Little Mix star Jesy Nelson was brave enough to share her battle with depression in one of the most raw documentaries of today.

The singer takes a deep dive into the world of social media, and how online trolls can have a long lasting and negative impact on someone’s state of mind.

With the help of her then boyfriend Chris Hughes, Jesy opens up on her past suicide attempt and how she would starve herself before photoshoots with the hope of seeing positive comments on her Instagram.

It’s an honest documentary, with absolutely no bells and whistles, and a must watch for those avid social media users.

Julie and The Phantoms

Julie and The Phantoms might appear all glitz and glam – after all, it was written by the High School Musical director Kenny Ortega.

However, this one was a real shocker as it took a heartfelt approach on loss, grief, moving on and acceptance, and it was all a bit too real.

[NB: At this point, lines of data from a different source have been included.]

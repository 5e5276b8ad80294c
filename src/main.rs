//! HitWalker2 URL router (v1)
//!
//! Serves the HitWalker2 route table over HTTP with Tokio and Axum.
//!
//! # Architecture Overview
//!
//! ```text
//!                         ┌──────────────────────────────────────────────┐
//!                         │               HITWALKER ROUTER               │
//!                         │                                              │
//!     Client Request      │  ┌─────────┐    ┌──────────┐    ┌─────────┐  │
//!     ────────────────────┼─▶│  http   │───▶│ routing  │───▶│ handler │  │
//!                         │  │ server  │    │  Router  │    │ registry│  │
//!                         │  └─────────┘    └──────────┘    └────┬────┘  │
//!                         │                                      │       │
//!     Client Response     │                                      ▼       │
//!     ◀───────────────────┼───────────────────────────────── Handler     │
//!                         │                                              │
//!                         │  ┌────────────────────────────────────────┐  │
//!                         │  │        Cross-Cutting Concerns          │  │
//!                         │  │  config + watcher │ observability      │  │
//!                         │  │  admin API        │ lifecycle          │  │
//!                         │  └────────────────────────────────────────┘  │
//!                         └──────────────────────────────────────────────┘
//! ```
//!
//! Views are served by the echo handler, which reports each dispatch.

use std::path::PathBuf;

use clap::Parser;
use hitwalker_router::handlers::HandlerRegistry;
use hitwalker_router::lifecycle::startup;

#[derive(Parser)]
#[command(name = "hitwalker-router")]
#[command(about = "Serve the HitWalker2 route table", long_about = None)]
struct Args {
    /// Path to a TOML config file. Watched for changes.
    #[arg(short, long)]
    config: Option<PathBuf>,
}

#[tokio::main]
async fn main() -> Result<(), Box<dyn std::error::Error>> {
    let args = Args::parse();
    startup::run(args.config, HandlerRegistry::echo()).await?;
    Ok(())
}
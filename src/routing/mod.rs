//! Routing subsystem.
//!
//! # Data Flow
//! ```text
//! Incoming request path
//!     → router.rs (strip mount prefix, linear scan)
//!     → pattern.rs (full-match regex, extract captures)
//!     → params.rs (captures + static params)
//!     → Return: Match or NotFound
//!
//! Route Compilation (at startup and on reload):
//!     ServerConfig
//!     → table.rs (built-in HitWalker2 table) or [[routes]]
//!     → Compile patterns, index names
//!     → Freeze as immutable Router
//! ```
//!
//! # Design Decisions
//! - Routes compiled at startup, immutable at runtime
//! - Deterministic: same input always matches same route
//! - First match wins (declaration order)
//! - Static params override captured groups with the same name

pub mod error;
pub mod params;
pub mod pattern;
pub mod route;
pub mod router;
pub mod table;

pub use error::{BuildError, RoutingError};
pub use params::Params;
pub use pattern::RoutePattern;
pub use route::{Match, Route};
pub use router::Router;
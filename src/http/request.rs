//! Request identification.
//!
//! # Responsibilities
//! - Generate a UUID v4 request ID for requests that arrive without one
//! - Read the request ID back for logging
//! - Percent-decode the request path before it is matched
//!
//! # Design Decisions
//! - Request ID added as early as possible for tracing
//! - A client-supplied `x-request-id` is kept, not replaced

use std::borrow::Cow;

use axum::http::{HeaderName, HeaderValue, Request};
use percent_encoding::percent_decode_str;
use tower_http::request_id::{MakeRequestId, RequestId as TowerRequestId};
use uuid::Uuid;

use crate::routing::RoutingError;

/// Header carrying the request ID.
pub const X_REQUEST_ID: HeaderName = HeaderName::from_static("x-request-id");

/// Generates UUID v4 request IDs for `SetRequestIdLayer`.
#[derive(Debug, Clone, Copy, Default)]
pub struct UuidRequestId;

impl MakeRequestId for UuidRequestId {
    fn make_request_id<B>(&mut self, _request: &Request<B>) -> Option<TowerRequestId> {
        HeaderValue::from_str(&Uuid::new_v4().to_string())
            .ok()
            .map(TowerRequestId::new)
    }
}

/// Access to a request's ID.
pub trait RequestIdExt {
    /// The request ID, or "unknown" if absent or not valid text.
    fn request_id(&self) -> &str;
}

impl<B> RequestIdExt for Request<B> {
    fn request_id(&self) -> &str {
        self.headers()
            .get(X_REQUEST_ID)
            .and_then(|v| v.to_str().ok())
            .unwrap_or("unknown")
    }
}

/// Decode a request path so routes match the text the client meant.
///
/// A path that does not decode to UTF-8 cannot match any route.
pub fn decode_path(path: &str) -> Result<Cow<'_, str>, RoutingError> {
    percent_decode_str(path)
        .decode_utf8()
        .map_err(|_| RoutingError::NotFound(path.to_string()))
}
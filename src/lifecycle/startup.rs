//! Startup orchestration.
//!
//! # Responsibilities
//! - Load and validate configuration
//! - Initialize logging and metrics
//! - Build the route table and bind the listener
//! - Start the config watcher and signal handler
//!
//! # Design Decisions
//! - Fail fast: any startup error is fatal
//! - Listener binds last (traffic only when the table is ready)

use std::net::SocketAddr;
use std::path::PathBuf;

use thiserror::Error;
use tokio::net::TcpListener;
use tokio::sync::mpsc;

use crate::config::{load_config, ConfigError, ConfigWatcher, ServerConfig};
use crate::handlers::HandlerRegistry;
use crate::http::{HttpServer, ServerError};
use crate::lifecycle::{signals, Shutdown};
use crate::observability::{logging, metrics};

#[derive(Debug, Error)]
pub enum StartupError {
    #[error("configuration: {0}")]
    Config(#[from] ConfigError),

    #[error("logging: {0}")]
    Logging(#[from] tracing_subscriber::util::TryInitError),

    #[error("server: {0}")]
    Server(#[from] ServerError),

    #[error("config watcher: {0}")]
    Watch(#[from] notify::Error),

    #[error("I/O: {0}")]
    Io(#[from] std::io::Error),
}

/// Start the server and block until it shuts down.
pub async fn run(config_path: Option<PathBuf>, handlers: HandlerRegistry) -> Result<(), StartupError> {
    let config = match &config_path {
        Some(path) => load_config(path)?,
        None => ServerConfig::default(),
    };

    logging::init(&config.observability)?;
    tracing::info!(
        version = env!("CARGO_PKG_VERSION"),
        config = ?config_path,
        "hitwalker-router starting"
    );

    if config.observability.metrics_enabled {
        match config.observability.metrics_address.parse::<SocketAddr>() {
            Ok(addr) => metrics::init_metrics(addr),
            Err(_) => tracing::error!(
                metrics_address = %config.observability.metrics_address,
                "Failed to parse metrics address"
            ),
        }
    }

    let server = HttpServer::new(config.clone(), handlers)?;

    // The watcher handle must stay alive for the server's lifetime.
    let (_watcher, config_updates) = match &config_path {
        Some(path) => {
            let (watcher, updates) = ConfigWatcher::new(path);
            (Some(watcher.run()?), updates)
        }
        None => {
            let (_, updates) = mpsc::unbounded_channel();
            (None, updates)
        }
    };

    let listener = TcpListener::bind(&config.listener.bind_address).await?;
    tracing::info!(address = %listener.local_addr()?, "Listening for connections");

    let shutdown = Shutdown::new();
    let server_shutdown = shutdown.subscribe();
    tokio::spawn(async move {
        signals::wait_for_shutdown().await;
        shutdown.trigger();
    });

    server.run(listener, config_updates, server_shutdown).await?;

    tracing::info!("Shutdown complete");
    Ok(())
}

Behind the incredible soundtrack and outfits, is a girl who is coming to terms with losing her mother – finding support in three ghosts who are all facing their own mental battles.

It’s a family show for sure, but is definitely one that will hit home no matter what age you are.

Atypical

Slightly different to the other shows listen above, Atypical shines a light on caregivers and how their mental health is just as important as the people they are looking after.

Focusing on the schoolboy Sam, a teenager on the autism spectrum, the series takes a look at his approach to life and how his disorder affects his family.

Especially when he starts to look at universities and the possibilities of moving away from home – with his new girlfriend.

It’s an endearing and enlightening show that looks at every aspect at a family dynamic and how each individual’s choice affects the brood as a whole.